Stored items
--

//! Briefing orchestration: the agent dispatch table, the bounded
//! tool-calling loop, the report lifecycle service, and the background
//! job entry points.

pub mod agents;
pub mod orchestrator;
pub mod prompts;
pub mod service;
pub mod tasks;

pub use agents::{
    AgentKind, AgentSet, NewsAnalyzerAgent, NewsFetcherAgent, NewsFilterAgent, UserProfilerAgent,
};
pub use orchestrator::{OrchestrationResult, Orchestrator, MAX_ITERATIONS, MAX_WALL_CLOCK};
pub use service::BriefingService;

--

■ **WORK REQUEST**
Could you find every line in the records above that contains the word "service" and copy it?

■ **SOLUTION TO THIS EXERCISE**
//! tool-calling loop, the report lifecycle service, and the background
pub mod service;
pub use service::BriefingService;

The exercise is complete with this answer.